Strengths, limitations and future research

The data set in this study is drawn from a relatively large number of clinical supervisors from many professional groups, practice settings and institutions. The commonality of qualitative themes is notable, and more remarkable for the diverse group of respondents. Future research is needed to provide insight into the nuances of specific learning needs of particular professional groups and practice settings. This may be particularly important around promoting management of the logistics of teaching. It may be valuable to consider specific case studies of excellent ‘on the ground’ educators, to see how they manage clinical education within local constraints.

The limitations associated with the data assist with understanding its future applications. Clinical supervisors were participating in a faculty development workshop, which implies a stronger level of interest in our sample than in the general population. While participants were present as part of their work roles and often were elected by their workplaces to attend, it is fair to say this sample represents the more willing clinical supervisors, with an interest in education. Additionally, just over half of the workshop participants agreed to release their data for research purposes and any systematic reasons for refusal are not known.

There are limitations surrounding the use of the mMCTQ. Reporting of relatively ranked items is not aligned with its original purpose as a scale although this is mitigated by interpretation as qualitative trends rather than statistical manipulation. The mMCTQ and introductory materials provided orientation to some of the notions of clinical supervision which may have ‘primed’ certain responses; however this also means that respondents had a broad introduction to the general domain. Finally, all clinical supervisors were drawn from a single geographical location and so the sample may not represent international trends.
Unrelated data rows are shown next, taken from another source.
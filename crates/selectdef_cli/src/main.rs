use std::path::{Path, PathBuf};
use std::process;

use clap::{Parser, Subcommand};
use selectdef_core::config::{AppConfig, ConfigStore};
use selectdef_core::core_api::{CoreError, Engine, Session};
use selectdef_core::defs::{self, GameLayout};
use selectdef_core::grid::GridDimensions;
use selectdef_core::scan;
use selectdef_render::{
    JsonStyle, render_document_json, render_document_text, render_grid_text, render_scan_json,
    render_scan_text, render_slot_json, render_slot_text,
};
use serde_json::Value as JsonValue;
use tracing_subscriber::EnvFilter;

/// Parameter key that edits a character's positional stage list.
const STAGE_PARAM_KEY: &str = "stage";

#[derive(Debug, Parser)]
#[command(author, version, about)]
struct Cli {
    /// Game directory containing chars/, stages/ and data/.
    #[arg(long, value_name = "DIR", global = true)]
    root: Option<PathBuf>,
    /// Roster file to edit; overrides --root.
    #[arg(long = "select", value_name = "SELECT.DEF", global = true)]
    select_def: Option<PathBuf>,
    /// Settings file to use instead of ./selectdef.toml and the user config.
    #[arg(long, value_name = "FILE", global = true)]
    config: Option<PathBuf>,
    /// Do not copy the roster aside before overwriting it.
    #[arg(long = "no-backup", global = true)]
    no_backup: bool,
    /// Write an edited roster here instead of overwriting it.
    #[arg(long, value_name = "PATH", global = true)]
    output: Option<PathBuf>,
    /// Print an edited roster to stdout without writing anything.
    #[arg(long = "dry-run", global = true, conflicts_with = "output")]
    dry_run: bool,
    #[command(subcommand)]
    command: Command,
}

#[derive(Debug, Subcommand)]
enum Command {
    /// Summary, grid and extra stages.
    Show {
        #[arg(long)]
        json: bool,
    },
    /// Details of one slot.
    Slot {
        index: usize,
        #[arg(long)]
        json: bool,
    },
    /// Grid only.
    Grid,
    /// Put a character in a slot, padding the roster with `empty` if needed.
    Set { index: usize, character: String },
    /// Make a slot `randomselect`.
    Random { index: usize },
    /// Make a slot `empty`.
    Clear { index: usize },
    /// Replace a character's whole parameter string; an empty string clears it.
    Params { index: usize, raw: String },
    /// Read or set one character parameter; `stage` edits the stage list.
    Param {
        index: usize,
        key: String,
        #[arg(allow_hyphen_values = true)]
        value: Option<String>,
    },
    /// Move a slot, shifting the ones in between.
    Move { from: usize, to: usize },
    Swap { a: usize, b: usize },
    Remove { index: usize },
    /// Drop trailing empty slots.
    Trim,
    /// Turn a slot into a slot group.
    Group {
        index: usize,
        #[arg(required = true, num_args = 1..)]
        characters: Vec<String>,
    },
    #[command(name = "group-add")]
    GroupAdd { index: usize, character: String },
    #[command(name = "group-remove")]
    GroupRemove { index: usize, member: usize },
    #[command(name = "group-move")]
    GroupMove { index: usize, from: usize, to: usize },
    /// Set next, previous or select of a group member.
    Member {
        index: usize,
        member: usize,
        key: String,
        #[arg(allow_hyphen_values = true)]
        value: String,
    },
    /// Keep only a group's primary character.
    Ungroup { index: usize },
    #[command(name = "stage-add")]
    StageAdd { line: String },
    #[command(name = "stage-remove")]
    StageRemove { index: usize },
    #[command(name = "stage-path")]
    StagePath { index: usize, path: String },
    #[command(name = "stage-param")]
    StageParam {
        index: usize,
        key: String,
        #[arg(allow_hyphen_values = true)]
        value: Option<String>,
    },
    /// List characters and stages found under the game directory.
    Scan {
        #[arg(long)]
        json: bool,
    },
    /// Remember a game directory and roster from its system.def.
    Setup {
        #[arg(long, value_name = "SYSTEM.DEF")]
        system: Option<PathBuf>,
    },
    /// Show or change stored settings.
    Config {
        #[arg(long, value_name = "BOOL")]
        backup: Option<bool>,
        #[arg(long = "use-local", value_name = "BOOL")]
        use_local: Option<bool>,
    },
}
A future multinational study would provide a more global perspective.

Conclusions

This research provides a broad empirical sample of what clinical supervisors think they need or are lacking in when it comes to teaching practice in the workplace. The areas where supervisors feel most adept are those aspects of practice which are associated with clinical expertise. The areas where supervisors wish most for development are those aspects of practice least aligned with their clinical roles, particularly teaching strategies to assist learners to take responsibility for their own learning.

Overall, the data provide a helpful counterpoint to clinical teaching frameworks. While the MCTQ and similar instruments provides a comprehensive understanding of the constituent parts of expert clinical teaching, the learning needs analysis orients us to what clinical supervisors may find most helpful. The short list is: feedback skills, teaching strategies which promote learner agency and managing the logistics of clinical teaching. This provides direction and focus for those setting the faculty development agenda.